## The Nobel Prize API data(base)

You will be working with the Nobel laureates database which we have retrieved as nobel. The database has two collections, prizes and laureates. In the prizes collection, every document correspond to a single Nobel prize, and in the laureates collection - to a single Nobel laureate.

Recall that you can access databases by name as attributes of the client, like client.my_database (a connected client is already provided to you as client).
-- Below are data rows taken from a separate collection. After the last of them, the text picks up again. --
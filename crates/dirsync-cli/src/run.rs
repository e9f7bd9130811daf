//! # Run Subcommand
//!
//! Addresses the engine by knowledge-base function name (`init`,
//! `update_from_hub`, `get_directory`, `get_<collection>`) and prints the
//! `{"status": "success", "message": ...}` envelope.

use std::path::PathBuf;

use anyhow::{bail, Result};
use clap::Args;

use dirsync_engine::{KbOperation, KbResponse, SyncEngine};

use crate::print_json;
use crate::retry::retry_with_backoff;

/// Arguments for `dirsync run`.
#[derive(Args, Debug)]
pub struct RunArgs {
    /// Function name, e.g. `get_servers`.
    pub func_name: String,

    /// Directory export `update_from_hub` assembles from.
    #[arg(long)]
    pub input: Option<PathBuf>,
}

impl RunArgs {
    /// Parse the function name and check that `update_from_hub` has an input.
    pub fn operation(&self) -> Result<KbOperation> {
        let op: KbOperation = self.func_name.parse()?;
        if op == KbOperation::UpdateFromHub && self.input.is_none() {
            bail!("update_from_hub requires --input <FILE>");
        }
        Ok(op)
    }
}

pub async fn run_response(op: KbOperation, engine: &SyncEngine, retries: u32) -> Result<KbResponse> {
    let response = match op {
        // Publishing is not repeated; see the `publish` subcommand.
        KbOperation::UpdateFromHub => engine.run(op).await?,
        _ => retry_with_backoff(retries, "run", || engine.run(op)).await?,
    };
    Ok(response)
}

pub async fn run_operation(op: KbOperation, engine: &SyncEngine, retries: u32) -> Result<u8> {
    print_json(&run_response(op, engine, retries).await?)?;
    Ok(0)
}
Similarly, collections can be accessed by name as attributes of databases (my_database.my_collection).

Use the console on the right to compare the number of laureates and prizes using the .count_documents() method on a collection (don't forget to specify an empty filter document as the argument!), and pick a statement that is TRUE.

In [2]:
import requests
from pymongo import MongoClient
# Client connects to "localhost" by default
client = MongoClient()
# Create local "nobel" database on the fly
db = client["nobel"]
for collection_name in ["prizes", "laureates"]:
    # collect the data from the API
    response = requests.get(
        "http://api.nobelprize.org/v1/{}.json".\
        format(collection_name[:-1] ))
    # convert the data to json
    documents = response.json()[collection_name]
    # Create collections on the fly
    db[collection_name].insert_many(documents)
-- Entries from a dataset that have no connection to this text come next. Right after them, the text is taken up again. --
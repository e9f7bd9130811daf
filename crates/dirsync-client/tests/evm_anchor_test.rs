//! Contract tests for EvmAnchorClient against an Ethereum JSON-RPC node.
//!
//! Every request goes to the same URL, so mocks are told apart by the
//! JSON-RPC `method` in the body.
//!
//! ## Methods Tested
//!
//! | Method | Contract call | Test |
//! |--------|---------------|------|
//! | `eth_call` | `getRootCID()` | `read_root_*` |
//! | `eth_call` | `getOwner()` | `owner_*` |
//! | `eth_sendTransaction` | `setRootCID(string)` | `propose_*` |
//! | `personal_sendTransaction` | `setRootCID(string)` | `propose_with_passphrase_*` |
//! | `eth_getTransactionCount` | | `propose_with_local_key_*` |
//! | `eth_sendRawTransaction` | `setRootCID(string)` | `propose_with_local_key_*` |
//! | `eth_getTransactionReceipt` | | `propose_*` |

use dirsync_client::{
    AnchorCredentials, AnchorError, EvmAnchorClient, EvmAnchorConfig, VersionAnchor,
};
use dirsync_core::ContentAddress;
use serde_json::json;
use wiremock::matchers::{body_partial_json, method};
use wiremock::{Mock, MockServer, ResponseTemplate};

const CONTRACT: &str = "0x5FbDB2315678afecb367f032d93F642f64180aa3";
const SIGNER: &str = "0xf39Fd6e51aad88F6F4ce6aB8827279cffFb92266";
const CID: &str = "QmT78zSuBmuS4z925WZfrqQ1qHaJ56DQaTfyMUF7F8ff5o";
// Hardhat / Anvil development account #0.
const DEV_KEY: &str = "0xac0974bec39a17e36ba4a6b4d238ff944bacb478cbed5efcae784d7bf4f2ff80";
const TX: &str = "0x9fc76417374aa880d4449a1f7f31ec597f00b1f6f3dd2d66f4c9c6c445836d8b";

fn test_client(mock_server: &MockServer, confirmation_secs: u64) -> EvmAnchorClient {
    let config = EvmAnchorConfig::new(mock_server.uri(), CONTRACT, 31337)
        .with_chain_name("hardhat")
        .with_confirmation(confirmation_secs, 10);
    EvmAnchorClient::new(config).unwrap()
}

/// ABI-encode a single `string` return value.
fn abi_string(value: &str) -> String {
    let hex = value
        .bytes()
        .map(|b| format!("{b:02x}"))
        .collect::<String>();
    let padded = value.len().div_ceil(32) * 64;
    format!("0x{:064x}{:064x}{:0<width$}", 0x20, value.len(), hex, width = padded)
}

fn rpc_result(result: serde_json::Value) -> ResponseTemplate {
    ResponseTemplate::new(200).set_body_json(json!({ "jsonrpc": "2.0", "id": 1, "result": result }))
}

fn rpc_error(code: i64, message: &str) -> ResponseTemplate {
    ResponseTemplate::new(200).set_body_json(json!({
        "jsonrpc": "2.0",
        "id": 1,
        "error": { "code": code, "message": message }
    }))
}

fn cid() -> ContentAddress {
    ContentAddress::new(CID).unwrap()
}

async fn mount_receipt(mock_server: &MockServer, status: &str) {
    Mock::given(method("POST"))
        .and(body_partial_json(json!({ "method": "eth_getTransactionReceipt", "params": [TX] })))
        .respond_with(rpc_result(json!({
            "transactionHash": TX,
            "blockNumber": "0x2a",
            "status": status
        })))
        .mount(mock_server)
        .await;
}

// ── getRootCID() ─────────────────────────────────────────────────────

#[tokio::test]
async fn read_root_decodes_anchored_cid() {
    let mock_server = MockServer::start().await;

    Mock::given(method("POST"))
        .and(body_partial_json(json!({
            "method": "eth_call",
            "params": [{ "to": CONTRACT, "data": "0xea373564" }, "latest"]
        })))
        .respond_with(rpc_result(json!(abi_string(CID))))
        .expect(1)
        .mount(&mock_server)
        .await;

    let client = test_client(&mock_server, 5);
    assert_eq!(client.read_root().await.unwrap(), Some(cid()));
}

#[tokio::test]
async fn read_root_empty_string_means_unpublished() {
    let mock_server = MockServer::start().await;

    Mock::given(method("POST"))
        .and(body_partial_json(json!({ "method": "eth_call" })))
        .respond_with(rpc_result(json!(abi_string(""))))
        .mount(&mock_server)
        .await;

    let client = test_client(&mock_server, 5);
    assert_eq!(client.read_root().await.unwrap(), None);
}

#[tokio::test]
async fn read_root_garbage_return_data_is_invalid_response() {
    let mock_server = MockServer::start().await;

    Mock::given(method("POST"))
        .and(body_partial_json(json!({ "method": "eth_call" })))
        .respond_with(rpc_result(json!("0x")))
        .mount(&mock_server)
        .await;

    let client = test_client(&mock_server, 5);
    let err = client.read_root().await.unwrap_err();
    assert!(matches!(err, AnchorError::InvalidResponse { .. }));
}

#[tokio::test]
async fn read_root_http_failure_is_unavailable() {
    let mock_server = MockServer::start().await;

    Mock::given(method("POST"))
        .respond_with(ResponseTemplate::new(503))
        .mount(&mock_server)
        .await;

    let client = test_client(&mock_server, 5);
    let err = client.read_root().await.unwrap_err();
    match &err {
        AnchorError::Unavailable { chain, reason } => {
            assert_eq!(chain, "hardhat");
            assert!(reason.contains("eth_call"));
        }
        other => panic!("expected Unavailable, got {other:?}"),
    }
    assert!(err.is_retryable());
}

#[tokio::test]
async fn read_root_rpc_error_is_reported() {
    let mock_server = MockServer::start().await;

    Mock::given(method("POST"))
        .respond_with(rpc_error(-32000, "execution reverted"))
        .mount(&mock_server)
        .await;

    let client = test_client(&mock_server, 5);
    match client.read_root().await.unwrap_err() {
        AnchorError::Rpc { code, message, .. } => {
            assert_eq!(code, -32000);
            assert_eq!(message, "execution reverted");
        }
        other => panic!("expected Rpc, got {other:?}"),
    }
}

// ── getOwner() ───────────────────────────────────────────────────────

#[tokio::test]
async fn owner_decodes_address() {
    let mock_server = MockServer::start().await;

    Mock::given(method("POST"))
        .and(body_partial_json(json!({
            "method": "eth_call",
            "params": [{ "to": CONTRACT, "data": "0x893d20e8" }, "latest"]
        })))
        .respond_with(rpc_result(json!(format!(
            "0x{:0>64}",
            "f39fd6e51aad88f6f4ce6ab8827279cfffb92266"
        ))))
        .mount(&mock_server)
        .await;

    let client = test_client(&mock_server, 5);
    assert_eq!(
        client.owner().await.unwrap(),
        "0xf39fd6e51aad88f6f4ce6ab8827279cfffb92266"
    );
}

// ── setRootCID(string) ───────────────────────────────────────────────

#[tokio::test]
async fn propose_sends_transaction_and_waits_for_receipt() {
    let mock_server = MockServer::start().await;

    Mock::given(method("POST"))
        .and(body_partial_json(json!({
            "method": "eth_sendTransaction",
            "params": [{
                "from": SIGNER,
                "to": CONTRACT,
                "gas": "0x2dc6c0",
                "gasPrice": "0x2540be400",
                "chainId": "0x7a69"
            }]
        })))
        .respond_with(rpc_result(json!(TX)))
        .expect(1)
        .mount(&mock_server)
        .await;
    mount_receipt(&mock_server, "0x1").await;

    let client = test_client(&mock_server, 5);
    let receipt = client
        .propose_root(&cid(), &AnchorCredentials::managed(SIGNER))
        .await
        .unwrap();
    assert_eq!(receipt.transaction_id, TX);
    assert_eq!(receipt.block_number, 42);
    assert_eq!(receipt.chain_id, "hardhat");
    assert_eq!(receipt.root, cid());
}

#[tokio::test]
async fn propose_with_passphrase_uses_personal_send() {
    let mock_server = MockServer::start().await;

    Mock::given(method("POST"))
        .and(body_partial_json(json!({
            "method": "personal_sendTransaction",
            "params": [{ "from": SIGNER, "to": CONTRACT }, "correct horse"]
        })))
        .respond_with(rpc_result(json!(TX)))
        .expect(1)
        .mount(&mock_server)
        .await;
    Mock::given(method("POST"))
        .and(body_partial_json(json!({ "method": "eth_sendTransaction" })))
        .respond_with(rpc_result(json!(TX)))
        .expect(0)
        .mount(&mock_server)
        .await;
    mount_receipt(&mock_server, "0x1").await;

    let client = test_client(&mock_server, 5);
    let creds = AnchorCredentials::managed(SIGNER).with_passphrase("correct horse");
    let receipt = client.propose_root(&cid(), &creds).await.unwrap();
    assert_eq!(receipt.block_number, 42);
}

#[tokio::test]
async fn propose_with_local_key_sends_raw_transaction() {
    let mock_server = MockServer::start().await;

    Mock::given(method("POST"))
        .and(body_partial_json(json!({
            "method": "eth_getTransactionCount",
            "params": [SIGNER.to_ascii_lowercase(), "pending"]
        })))
        .respond_with(rpc_result(json!("0x7")))
        .expect(1)
        .mount(&mock_server)
        .await;
    Mock::given(method("POST"))
        .and(body_partial_json(json!({ "method": "eth_sendRawTransaction" })))
        .respond_with(rpc_result(json!(TX)))
        .expect(1)
        .mount(&mock_server)
        .await;
    Mock::given(method("POST"))
        .and(body_partial_json(json!({ "method": "eth_sendTransaction" })))
        .respond_with(rpc_result(json!(TX)))
        .expect(0)
        .mount(&mock_server)
        .await;
    mount_receipt(&mock_server, "0x1").await;

    let client = test_client(&mock_server, 5);
    let creds = AnchorCredentials::local_key(DEV_KEY).unwrap();
    let receipt = client.propose_root(&cid(), &creds).await.unwrap();
    assert_eq!(receipt.transaction_id, TX);
    assert_eq!(receipt.block_number, 42);

    let requests = mock_server.received_requests().await.unwrap();
    let raw_hex = requests
        .iter()
        .map(|r| serde_json::from_slice::<serde_json::Value>(&r.body).unwrap())
        .find(|body| body["method"] == "eth_sendRawTransaction")
        .and_then(|body| body["params"][0].as_str().map(str::to_string))
        .unwrap();
    assert!(raw_hex.starts_with("0x"));
    let raw = hex::decode(&raw_hex[2..]).unwrap();

    let tx = rlp::Rlp::new(&raw);
    assert_eq!(tx.item_count().unwrap(), 9);
    assert_eq!(tx.val_at::<u64>(0).unwrap(), 7);
    assert_eq!(tx.val_at::<u64>(1).unwrap(), 10_000_000_000);
    assert_eq!(tx.val_at::<u64>(2).unwrap(), 3_000_000);
    assert_eq!(
        tx.at(3).unwrap().data().unwrap(),
        hex::decode(&CONTRACT[2..]).unwrap().as_slice()
    );
    assert!(tx.at(4).unwrap().data().unwrap().is_empty());
    let calldata = hex::decode(format!("7c0cf836{}", &abi_string(CID)[2..])).unwrap();
    assert_eq!(tx.at(5).unwrap().data().unwrap(), calldata.as_slice());
    // EIP-155: v = recovery id + chain id * 2 + 35, chain id 31337.
    let v = tx.val_at::<u64>(6).unwrap();
    assert!(v == 62_709 || v == 62_710, "v = {v}");
    assert_eq!(tx.at(7).unwrap().data().unwrap().len(), 32);
}

#[tokio::test]
async fn propose_with_local_key_rejected_raw_transaction() {
    let mock_server = MockServer::start().await;

    Mock::given(method("POST"))
        .and(body_partial_json(json!({ "method": "eth_getTransactionCount" })))
        .respond_with(rpc_result(json!("0x0")))
        .mount(&mock_server)
        .await;
    Mock::given(method("POST"))
        .and(body_partial_json(json!({ "method": "eth_sendRawTransaction" })))
        .respond_with(rpc_error(-32000, "insufficient funds for gas * price + value"))
        .mount(&mock_server)
        .await;

    let client = test_client(&mock_server, 5);
    let creds = AnchorCredentials::local_key(DEV_KEY).unwrap();
    match client.propose_root(&cid(), &creds).await.unwrap_err() {
        AnchorError::Rejected { reason, .. } => assert!(reason.contains("insufficient funds")),
        other => panic!("expected Rejected, got {other:?}"),
    }
}

#[tokio::test]
async fn propose_rpc_error_is_rejected() {
    let mock_server = MockServer::start().await;

    Mock::given(method("POST"))
        .and(body_partial_json(json!({ "method": "eth_sendTransaction" })))
        .respond_with(rpc_error(-32000, "nonce too low"))
        .mount(&mock_server)
        .await;

    let client = test_client(&mock_server, 5);
    let err = client
        .propose_root(&cid(), &AnchorCredentials::managed(SIGNER))
        .await
        .unwrap_err();
    match &err {
        AnchorError::Rejected { reason, .. } => assert_eq!(reason, "nonce too low"),
        other => panic!("expected Rejected, got {other:?}"),
    }
    assert!(err.is_retryable());
}

#[tokio::test]
async fn propose_reverted_transaction_is_rejected() {
    let mock_server = MockServer::start().await;

    Mock::given(method("POST"))
        .and(body_partial_json(json!({ "method": "eth_sendTransaction" })))
        .respond_with(rpc_result(json!(TX)))
        .mount(&mock_server)
        .await;
    mount_receipt(&mock_server, "0x0").await;

    let client = test_client(&mock_server, 5);
    let err = client
        .propose_root(&cid(), &AnchorCredentials::managed(SIGNER))
        .await
        .unwrap_err();
    match err {
        AnchorError::Rejected { reason, .. } => assert!(reason.contains("reverted")),
        other => panic!("expected Rejected, got {other:?}"),
    }
}

#[tokio::test]
async fn propose_without_inclusion_times_out() {
    let mock_server = MockServer::start().await;

    Mock::given(method("POST"))
        .and(body_partial_json(json!({ "method": "eth_sendTransaction" })))
        .respond_with(rpc_result(json!(TX)))
        .mount(&mock_server)
        .await;
    Mock::given(method("POST"))
        .and(body_partial_json(json!({ "method": "eth_getTransactionReceipt" })))
        .respond_with(rpc_result(serde_json::Value::Null))
        .mount(&mock_server)
        .await;

    let client = test_client(&mock_server, 0);
    match client
        .propose_root(&cid(), &AnchorCredentials::managed(SIGNER))
        .await
        .unwrap_err()
    {
        AnchorError::Timeout { transaction_id, .. } => assert_eq!(transaction_id, TX),
        other => panic!("expected Timeout, got {other:?}"),
    }
}

#[tokio::test]
async fn propose_with_malformed_signer_never_reaches_node() {
    let mock_server = MockServer::start().await;

    Mock::given(method("POST"))
        .respond_with(rpc_result(json!(TX)))
        .expect(0)
        .mount(&mock_server)
        .await;

    let client = test_client(&mock_server, 5);
    let err = client
        .propose_root(&cid(), &AnchorCredentials::managed("alice"))
        .await
        .unwrap_err();
    assert!(matches!(err, AnchorError::InvalidConfig(_)));
    assert!(!err.is_retryable());
}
## Listing databases and collections
Our MongoClient object is not actually a dictionary, so we can't call keys() to list the names of accessible databases. The same is true for listing collections of a database. Instead, we can list database names by calling .list_database_names() on a client instance, and we can list collection names by calling .list_collection_names() on a database instance.

In [58]:
# Save a list of names of the databases managed by client
db_names = client.list_database_names()
print(db_names)

# Save a list of names of the collections managed by the "nobel" database
nobel_coll_names = client.nobel.list_collection_names()
print(nobel_coll_names)

['admin', 'config', 'local', 'nobel', 'nobel_prize_db']
['laureates', 'prizes']


## Accessing databases and collections

In [4]:
# client is a dictionary of databases
db = client["nobel"]
# database is a dictionary of collections
prizes_collection = db["prizes"]

#### 
# databases are attributes of a client
#db = client.nobel
# collections are attributes of databases
#prizes_collection = db.prizes

## Count documents in a collection

In [6]:
# Use empty document {} as a filter
filter = {}
# Count documents in a collection
n_prizes = db.prizes.count_documents(filter)
n_laureates = db.laureates.count_documents(filter)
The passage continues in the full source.